KURT BIGENHO: In a NoSo, you schedule a time when people will be in a destination through our web site, but you're not meant to engage with anyone while you're there. You're meant to have your private experience within this larger social thing.
RU: This is sort of an anti-flash mob. But at the same time, it's sort of like a flash mob, isn't it?
KB: Yeah. People have termed it an inverted flash mob or an anti-flash mob. Because we do allows people to schedule an experience — and then we kind of call it a non-experience. We're playing with metaphors of connectivity versus non-connectivity. And it's sort of a network that is there but also is not there at the same time.
RU: Are any of you familiar with Brian Eno's concept of a nightclub where everybody just goes and sits in silence?
CR: Yes. (Laughs) There may be some similarity there.
KB: Brian Eno is definitely a personal hero.
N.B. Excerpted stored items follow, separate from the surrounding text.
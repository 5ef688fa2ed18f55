//! Bus transport layer for the L3GD20.
//!
//! The tracking core only ever talks to the sensor through the [`GyroBus`]
//! trait: one configuration write, one single-register read (bring-up), and
//! one little-endian register-pair read per axis. [`SpiTransport`] implements
//! it over the FT232H MPSSE bridge (feature `hardware`); [`ReplayBus`]
//! implements it over recorded raw samples for offline runs and tests.

use std::io::BufRead;

use crate::error::{L3gd20Error, Result};
use crate::l3gd20::{L3GD20_DEVICE_ID, OUT_X_L, OUT_Y_L, OUT_Z_L, WHO_AM_I};

// SPI command bits in the register address byte (L3GD20 datasheet)
#[cfg(feature = "hardware")]
const READ_CMD: u8 = 0x80;
#[cfg(feature = "hardware")]
const MULTIPLEBYTE_CMD: u8 = 0x40;

/// Register-level access to the gyroscope.
///
/// Chip-select/bus-ownership discipline is the implementor's responsibility:
/// the select line is held for the span of one register transaction and
/// released before the next.
pub trait GyroBus {
    /// Write an 8-bit configuration register. No response expected.
    fn write_register(&mut self, address: u8, value: u8) -> Result<()>;

    /// Read a single 8-bit register (bring-up identity read).
    fn read_register(&mut self, address: u8) -> Result<u8>;

    /// Read a signed 16-bit register pair: low byte at `address`, high byte
    /// at `address + 1`, each its own chip-select span.
    fn read_register_pair(&mut self, address: u8) -> Result<(u8, u8)>;
}

/// SPI transport over the FT232H via libMPSSE.
#[cfg(feature = "hardware")]
pub struct SpiTransport {
    handle: crate::ffi::FT_HANDLE,
}

#[cfg(feature = "hardware")]
impl SpiTransport {
    /// Open and configure an SPI channel (mode 3, 1 MHz, CS on ADBUS3).
    ///
    /// # Arguments
    /// * `channel_index` - Index of the SPI channel to use (usually 0)
    pub fn open(channel_index: u32) -> Result<Self> {
        use crate::ffi::*;
        use std::ptr;

        // Check number of available channels
        let mut num_channels: DWORD = 0;
        let status = unsafe { SPI_GetNumChannels(&mut num_channels) };
        if status != FT_OK {
            return Err(status.into());
        }

        if num_channels == 0 {
            return Err(L3gd20Error::NoChannelsFound);
        }

        if channel_index >= num_channels {
            return Err(L3gd20Error::InvalidChannel(channel_index));
        }

        // Open the channel
        let mut handle: FT_HANDLE = ptr::null_mut();
        let status = unsafe { SPI_OpenChannel(channel_index, &mut handle) };
        if status != FT_OK {
            return Err(status.into());
        }

        // Configure the channel
        let mut config = ChannelConfig::default();
        let status = unsafe { SPI_InitChannel(handle, &mut config) };
        if status != FT_OK {
            unsafe { SPI_CloseChannel(handle) };
            return Err(status.into());
        }

        Ok(Self { handle })
    }

    /// One command/data exchange with chip select held across both bytes.
    fn read_one(&mut self, command: u8) -> Result<u8> {
        use crate::ffi::*;

        let buffer = [command];
        let mut transferred: DWORD = 0;

        // Command byte: assert CS, keep it asserted for the data byte
        let options = SPI_TRANSFER_OPTIONS_SIZE_IN_BYTES | SPI_TRANSFER_OPTIONS_CHIPSELECT_ENABLE;
        let status = unsafe {
            SPI_Write(self.handle, buffer.as_ptr(), 1, &mut transferred, options)
        };
        if status != FT_OK {
            return Err(status.into());
        }

        // Data byte: release CS afterwards
        let mut data = [0u8];
        transferred = 0;
        let options = SPI_TRANSFER_OPTIONS_SIZE_IN_BYTES | SPI_TRANSFER_OPTIONS_CHIPSELECT_DISABLE;
        let status = unsafe {
            SPI_Read(self.handle, data.as_mut_ptr(), 1, &mut transferred, options)
        };
        if status != FT_OK {
            return Err(status.into());
        }

        if transferred != 1 {
            return Err(L3gd20Error::TransferError {
                expected: 1,
                actual: transferred,
            });
        }

        Ok(data[0])
    }
}

#[cfg(feature = "hardware")]
impl GyroBus for SpiTransport {
    fn write_register(&mut self, address: u8, value: u8) -> Result<()> {
        use crate::ffi::*;

        // Single transaction: CS asserted across address byte and value byte
        let buffer = [address, value];
        let mut transferred: DWORD = 0;

        let options = SPI_TRANSFER_OPTIONS_SIZE_IN_BYTES
            | SPI_TRANSFER_OPTIONS_CHIPSELECT_ENABLE
            | SPI_TRANSFER_OPTIONS_CHIPSELECT_DISABLE;

        let status = unsafe {
            SPI_Write(self.handle, buffer.as_ptr(), 2, &mut transferred, options)
        };
        if status != FT_OK {
            return Err(status.into());
        }

        Ok(())
    }

    fn read_register(&mut self, address: u8) -> Result<u8> {
        self.read_one(address | READ_CMD)
    }

    fn read_register_pair(&mut self, address: u8) -> Result<(u8, u8)> {
        let low = self.read_one(address | READ_CMD | MULTIPLEBYTE_CMD)?;
        let high = self.read_one((address + 1) | READ_CMD | MULTIPLEBYTE_CMD)?;
        Ok((low, high))
    }
}

#[cfg(feature = "hardware")]
impl Drop for SpiTransport {
    fn drop(&mut self) {
        unsafe {
            crate::ffi::SPI_CloseChannel(self.handle);
        }
    }
}

/// Replays recorded raw register samples as if they came from the sensor.
///
/// Serves one `[x, y, z]` raw-count triple per tick, assuming the driver's
/// fixed X -> Y -> Z pair-read order; the cursor advances when the Z pair is
/// read. Configuration writes are recorded and otherwise ignored, and the
/// identity read answers with the L3GD20's ID byte.
#[derive(Debug)]
pub struct ReplayBus {
    samples: Vec<[i16; 3]>,
    cursor: usize,
    config_writes: Vec<(u8, u8)>,
}

impl ReplayBus {
    pub fn new(samples: Vec<[i16; 3]>) -> Self {
        Self {
            samples,
            cursor: 0,
            config_writes: Vec::new(),
        }
    }

    /// Parse recorded samples from CSV: one `x,y,z` line of raw counts per
    /// tick. Blank lines, `#` comments and a leading non-numeric header line
    /// are skipped.
    pub fn from_csv_reader<R: BufRead>(reader: R) -> Result<Self> {
        let mut samples = Vec::new();

        for (index, line) in reader.lines().enumerate() {
            let line = line?;
            let line_no = index + 1;
            let trimmed = line.trim();

            if trimmed.is_empty() || trimmed.starts_with('#') {
                continue;
            }

            let fields: Vec<&str> = trimmed.split(',').map(str::trim).collect();
            if fields.len() != 3 {
                return Err(L3gd20Error::MalformedRecord {
                    line: line_no,
                    reason: format!("expected 3 fields, got {}", fields.len()),
                });
            }

            // A header row is only tolerated before any data row
            let parsed: std::result::Result<Vec<i16>, _> =
                fields.iter().map(|f| f.parse::<i16>()).collect();
            match parsed {
                Ok(values) => samples.push([values[0], values[1], values[2]]),
                Err(_) if samples.is_empty() && index == 0 => continue,
                Err(e) => {
                    return Err(L3gd20Error::MalformedRecord {
                        line: line_no,
                        reason: e.to_string(),
                    });
                }
            }
        }

        Ok(Self::new(samples))
    }

    /// Number of recorded ticks.
    pub fn sample_count(&self) -> usize {
        self.samples.len()
    }

    /// Configuration writes seen so far, in order.
    pub fn config_writes(&self) -> &[(u8, u8)] {
        &self.config_writes
    }

    fn current(&self) -> [i16; 3] {
        // Past the end of the recording the bus reads as a quiet sensor
        self.samples.get(self.cursor).copied().unwrap_or([0, 0, 0])
    }
}

impl GyroBus for ReplayBus {
    fn write_register(&mut self, address: u8, value: u8) -> Result<()> {
        self.config_writes.push((address, value));
        Ok(())
    }

    fn read_register(&mut self, address: u8) -> Result<u8> {
        if address == WHO_AM_I {
            Ok(L3GD20_DEVICE_ID)
        } else {
            Ok(0)
        }
    }

    fn read_register_pair(&mut self, address: u8) -> Result<(u8, u8)> {
        let sample = self.current();
        let value = match address {
            OUT_X_L => sample[0],
            OUT_Y_L => sample[1],
            OUT_Z_L => {
                self.cursor += 1;
                sample[2]
            }
            _ => 0,
        };
        let bytes = value.to_le_bytes();
        Ok((bytes[0], bytes[1]))
    }
}

#[cfg(test)]
mod tests {
    use super::*;
    use std::io::Cursor;

    #[test]
    fn replay_serves_pairs_in_axis_order() {
        let mut bus = ReplayBus::new(vec![[1, 2, 3], [-1, -2, -3]]);

        assert_eq!(bus.read_register_pair(OUT_X_L).unwrap(), (1, 0));
        assert_eq!(bus.read_register_pair(OUT_Y_L).unwrap(), (2, 0));
        assert_eq!(bus.read_register_pair(OUT_Z_L).unwrap(), (3, 0));

        // Z read advanced to the second sample
        assert_eq!(bus.read_register_pair(OUT_X_L).unwrap(), (0xFF, 0xFF));
    }

    #[test]
    fn replay_reads_zero_after_recording_ends() {
        let mut bus = ReplayBus::new(vec![[5, 5, 5]]);
        for addr in [OUT_X_L, OUT_Y_L, OUT_Z_L] {
            bus.read_register_pair(addr).unwrap();
        }
        assert_eq!(bus.read_register_pair(OUT_X_L).unwrap(), (0, 0));
    }

    #[test]
    fn replay_answers_identity_read() {
        let mut bus = ReplayBus::new(Vec::new());
        assert_eq!(bus.read_register(WHO_AM_I).unwrap(), L3GD20_DEVICE_ID);
    }

    #[test]
    fn replay_records_config_writes() {
        let mut bus = ReplayBus::new(Vec::new());
        bus.write_register(0x20, 0x3F).unwrap();
        bus.write_register(0x23, 0x10).unwrap();
        assert_eq!(bus.config_writes(), &[(0x20, 0x3F), (0x23, 0x10)]);
    }

    #[test]
    fn csv_parse_skips_header_and_comments() {
        let data = "x,y,z\n# recorded 2024-11-02\n10,20,30\n\n-5, 0, 5\n";
        let bus = ReplayBus::from_csv_reader(Cursor::new(data)).unwrap();
        assert_eq!(bus.sample_count(), 2);
    }

    #[test]
    fn csv_parse_reports_malformed_line() {
        let data = "1,2,3\n4,five,6\n";
        let err = ReplayBus::from_csv_reader(Cursor::new(data)).unwrap_err();
        match err {
            L3gd20Error::MalformedRecord { line, .. } => assert_eq!(line, 2),
            other => panic!("unexpected error: {other}"),
        }
    }

    #[test]
    fn csv_parse_rejects_wrong_field_count() {
        let data = "1,2\n";
        assert!(ReplayBus::from_csv_reader(Cursor::new(data)).is_err());
    }
}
I love that concept.
RU: So Christina, aside from making fun of social networking, do you also do it?
CR: Oh, absolutely. (Laughs) We're a highly connected unconnected project, if you will.
RU: So you'd say that you're ambivalent about social networking?
CR: Yes. I think you could say that.
RU: I think I read in Christina's biography that all your artwork is really involved with exploring space — sort of exploring urban space. Can you talk about some of the ways in which you've done that, and how they connect to the current project?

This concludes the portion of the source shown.